So the two concerns are: a) how much more likely would it be for a civilization to actually wipe itself out in this sort of situation and b) how much is this balanced out by the presence of a cheap energy source and an easier way to leave the planet and go around one’s star system with high delta-V?
Perhaps it makes it a little more likely for a civilization to end themselves but it doesn’t seem to have the potential to be a great filter. It doesn’t seem that likely that even a large scale war with fusion weapons would extinguish a species; and as you point out there is still quite a barrier to development of fusion weapons even with more prolific 235. So far in our history the proliferation of nuclear weapons seems to have discouraged wars of large scope between great powers. In fact two great powers have not fought each other since Japan’s surrender. Granted this is a pretty small sample of time but a race without the ability to rationally choose peace probably has little chance regardless of 235 levels. So if there is a great filter here with species extinguishing themselves in war, more 235 makes it a little bit greater only.
What, exactly, would the increased uranium level do?

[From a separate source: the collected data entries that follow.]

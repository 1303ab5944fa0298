use relkit_model::IncidentRecord;

/// Returns true when `current` regresses in operating time relative to
/// `previous`. Both records are expected to belong to the same unit.
pub fn is_inconsistent(previous: &IncidentRecord, current: &IncidentRecord) -> bool {
    current.age_at_incident < previous.age_at_incident
}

It doesn’t seem to me that it would speed up the development of an atomic bomb much because you have to have the idea in the first place; and in our timeline, the atomic bomb followed the idea very quickly (what was it, 6 years?); the lower concentration no doubt slowed things by a few months or perhaps less than 5 years, but the histories I read didn’t point to concentrating as a bottleneck but more conceptual issues (how much do you need? how do the explosive lenses work? etc.)
Nor do I see how it might speed up the general development of physics and study of radioactivity; if Marie Curie was willing to go through tons of pitchblende to get a minute bit of radium, then uranium clearly was nowhere on her radar. Going from 0.6 to 3% won’t suddenly make a Curie study uranium ore instead.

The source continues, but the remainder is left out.